Miyoperikarditin sıklıkla viral enfeksiyonlarla ilişkili olarak ortaya çıktığı bildirilmiştir (4-6). Bakteriyel enfeksiyonlarla da miyoperikardit oluşabilir (7,8). Perikarditin elektrokardiyografik bulguları geleneksel olarak tüm derivasyonlarda resiprokal değişiklikler olmaksızın ST yükselmesidir (4). Ancak bazen aVRde ve bazen de V1de resiprok ST segment depresyonu olabilir. V1 derivasyonu hariç tüm derivasyonlarda PR segment depresyonu genellikle perikarditi akla getirir. Ama bazen aVRde PR segmenti yükselebilir. Perikardda sıvı biriktiğinde ise düşük voltajlı QRS görülür (9). Olgumuzda perikardite neden olabilecek bakteriyel mediastinitin olması, koroner arter hastalığı için risk faktörlerinin bulunmaması, kardiyak enzimlerinin hafif yükselmesiyle birlikte ekokardiyografide miyokardiyal fonksiyonlarının normal olması gibi bulgular miyoperikardit tanısını desteklemektedir. Bununla birlikte, bizim olgumuzda inferior derivasyonlarda ve V3, V4 derivasyonlarında ST segment elevasyonu olması nedeniyle, akut koroner sendrom tanısını dışlamak için koroner anjiyografi yapıldı. Literatürde perikardit sırasında fokal EKG değişiklikleri olan ve akut miyokard infarktüsünden ayırt edilemeyen olgu sunumları bildirilmiştir (2,10-12). Tedavileri çok farklı olduğu için, miyoperikardit ve akut miyokard infarktüsünün ayırt edilmesi oldukça önemlidir. Trombolizis ve antikoagülasyon, akut miyokard infarktüsünde temel tedavi yöntemleridir. Ancak miyoperikarditli olgulara trombolitik tedavi uygulanması kardiyovasküler komplikasyonlara neden olabilir. Literatürde perikardit olan ancak perikardit tanısı atlanmış, akut miyokard infarktüsü sanılarak trombolitik ve antikoagülan uygulanmış ve bu tedavi sonrasında kardiyak tamponad gelişmiş olgu sunumları bildirilmiştir (11,12).

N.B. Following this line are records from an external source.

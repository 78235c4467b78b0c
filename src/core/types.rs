//! Domain data structures shared across the indexing pipeline.

use serde::{Deserialize, Serialize};
use std::collections::BTreeMap;
use std::fmt;
use std::path::{Path, PathBuf};

/// One indexed token: the term text, its word-count ordinal within
/// the document, and the byte span it covers in the source text.
///
/// Terms are not globally unique; a document yields an ordered
/// sequence with strictly increasing positions.
#[derive(Debug, Clone, PartialEq, Eq, Serialize, Deserialize)]
pub struct Term {
    pub text: String,
    /// Word-count ordinal within the document
    pub pos: usize,
    /// Byte offset of the first byte of the term in the source text
    pub bstart: usize,
    /// Byte offset one past the last byte of the term
    pub bend: usize,
}

impl Term {
    pub fn new(text: impl Into<String>, pos: usize, bstart: usize, bend: usize) -> Self {
        Self {
            text: text.into(),
            pos,
            bstart,
            bend,
        }
    }
}

/// Which sub-indexer a document belongs to.
///
/// Filesystem documents can be re-interned from their path at any
/// time. Imported documents came through the queued-import spool and
/// are immutable once indexed; targeted filesystem updates skip them.
#[derive(Debug, Clone, Copy, PartialEq, Eq, Serialize, Deserialize)]
pub enum Backend {
    Fs,
    Import,
}

impl fmt::Display for Backend {
    fn fmt(&self, f: &mut fmt::Formatter<'_>) -> fmt::Result {
        match self {
            Backend::Fs => write!(f, "FS"),
            Backend::Import => write!(f, "IMPORT"),
        }
    }
}

/// Everything the store keeps about one document besides its terms.
#[derive(Debug, Clone, PartialEq, Eq, Serialize, Deserialize)]
pub struct DocInfo {
    /// Unique document identifier (canonical path for filesystem
    /// documents, `import:<name>` for queued imports)
    pub udi: String,
    /// Canonical URL, `file://...` for filesystem documents
    pub url: String,
    /// Declared or sniffed media type
    pub mime: String,
    /// Up-to-date signature (mtime + size for filesystem documents)
    pub sig: String,
    pub backend: Backend,
    /// Extracted metadata: title, author, ...
    #[serde(default)]
    pub meta: BTreeMap<String, String>,
}

impl DocInfo {
    /// Build the DocInfo skeleton for a filesystem document.
    pub fn for_file(path: &Path, sig: impl Into<String>) -> Self {
        let canon = path.to_string_lossy().into_owned();
        Self {
            udi: canon.clone(),
            url: format!("file://{canon}"),
            mime: String::new(),
            sig: sig.into(),
            backend: Backend::Fs,
            meta: BTreeMap::new(),
        }
    }

    pub fn title(&self) -> Option<&str> {
        self.meta.get("title").map(String::as_str)
    }
}

/// Statistics reported after an indexing pass
#[derive(Debug, Clone, Default, Serialize)]
pub struct IndexStats {
    pub docs_indexed: usize,
    pub files_seen: usize,
    pub docs_purged: usize,
    pub duration_ms: u64,
}

/// Compute the up-to-date signature for a filesystem path.
///
/// Mirrors what the store compares in `need_update`: modification
/// time and size, so either change forces a re-index.
pub fn file_sig(path: &Path) -> std::io::Result<String> {
    let meta = std::fs::metadata(path)?;
    let mtime = meta
        .modified()?
        .duration_since(std::time::UNIX_EPOCH)
        .map(|d| d.as_secs())
        .unwrap_or(0);
    Ok(format!("{}:{}", mtime, meta.len()))
}

/// Canonicalize a path for use as a document identifier.
pub fn path_canon(path: &Path) -> PathBuf {
    path.canonicalize().unwrap_or_else(|_| path.to_path_buf())
}

#[cfg(test)]
mod tests {
    use super::*;

    #[test]
    fn test_term_new() {
        let t = Term::new("hello", 0, 0, 5);
        assert_eq!(t.text, "hello");
        assert_eq!(t.pos, 0);
        assert_eq!((t.bstart, t.bend), (0, 5));
    }

    #[test]
    fn test_docinfo_for_file() {
        let info = DocInfo::for_file(Path::new("/tmp/a.txt"), "12:34");
        assert_eq!(info.udi, "/tmp/a.txt");
        assert_eq!(info.url, "file:///tmp/a.txt");
        assert_eq!(info.backend, Backend::Fs);
        assert_eq!(info.sig, "12:34");
    }

    #[test]
    fn test_backend_display() {
        assert_eq!(Backend::Fs.to_string(), "FS");
        assert_eq!(Backend::Import.to_string(), "IMPORT");
    }

    #[test]
    fn test_file_sig_changes_with_content() {
        let dir = tempfile::TempDir::new().unwrap();
        let path = dir.path().join("f.txt");
        std::fs::write(&path, "one").unwrap();
        let s1 = file_sig(&path).unwrap();
        std::fs::write(&path, "longer content").unwrap();
        let s2 = file_sig(&path).unwrap();
        assert_ne!(s1, s2);
    }
}
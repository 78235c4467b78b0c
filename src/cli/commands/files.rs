//! index-files / erase-files commands - targeted updates and purges

use crate::cli::output::colors;
use crate::cli::OutputFormat;
use crate::core::config::Config;
use crate::core::index::{FileStatusSink, Indexer};
use crate::core::store::MemStore;
use clap::Args;
use serde::Serialize;
use std::path::PathBuf;
use std::sync::Arc;

/// Arguments for the index-files command
#[derive(Args, Debug)]
pub struct IndexFilesArgs {
    /// Files to (re)index
    #[arg(required = true)]
    pub paths: Vec<PathBuf>,
}

/// Arguments for the erase-files command
#[derive(Args, Debug)]
pub struct EraseFilesArgs {
    /// Files to remove from the index
    #[arg(required = true)]
    pub paths: Vec<PathBuf>,
}

#[derive(Debug, Serialize)]
struct FilesResponse {
    docs_indexed: usize,
    docs_erased: usize,
}

fn make_indexer(config: Config) -> Indexer<MemStore> {
    let store = MemStore::new(&config.storage.db_dir);
    let sink = Arc::new(FileStatusSink::new(config.status.file.clone()));
    Indexer::new(config, store, Some(sink))
}

/// Execute the index-files command
pub fn execute_index(
    args: IndexFilesArgs,
    config: Config,
    format: OutputFormat,
) -> Result<(), Box<dyn std::error::Error>> {
    let mut indexer = make_indexer(config);
    let stats = indexer.index_files(&args.paths)?;

    let response = FilesResponse {
        docs_indexed: stats.docs_indexed,
        docs_erased: 0,
    };
    match format {
        OutputFormat::Human => {
            println!(
                "{} {} documents",
                colors::success("Indexed"),
                colors::number(&response.docs_indexed.to_string())
            );
        }
        OutputFormat::Json => println!("{}", serde_json::to_string_pretty(&response)?),
    }
    Ok(())
}

/// Execute the erase-files command
pub fn execute_erase(
    args: EraseFilesArgs,
    config: Config,
    format: OutputFormat,
) -> Result<(), Box<dyn std::error::Error>> {
    let mut indexer = make_indexer(config);
    let erased = indexer.purge_files(&args.paths)?;

    let response = FilesResponse {
        docs_indexed: 0,
        docs_erased: erased,
    };
    match format {
        OutputFormat::Human => {
            println!(
                "{} {} documents from the index",
                colors::success("Erased"),
                colors::number(&response.docs_erased.to_string())
            );
        }
        OutputFormat::Json => println!("{}", serde_json::to_string_pretty(&response)?),
    }
    Ok(())
}
// Tokenizer integration tests

mod test_compounds;
mod test_positions;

Sonuç olarak, akut miyoperikardit ile oluşan EKG bulguları akut miyokardiyal infarktüse benzeyebilir. ST segment yükselmesi olan hastaların ayırıcı tanısında miyoperikardit de düşünülmez ve akut miyokard infarktüsü tedavisi uygulanırsa komplikasyon olasılığı artar. Bu nedenle yoğun bakım hastalarında izlemde ortaya yeni çıkan bulguları değerlendirirken; hastanın öyküsü, klinik durumunun dikkatli değerlendirilmesi, hastaların tedavi planının daha uygun olmasını sağlayacak ve komplikasyonları azaltacaktır.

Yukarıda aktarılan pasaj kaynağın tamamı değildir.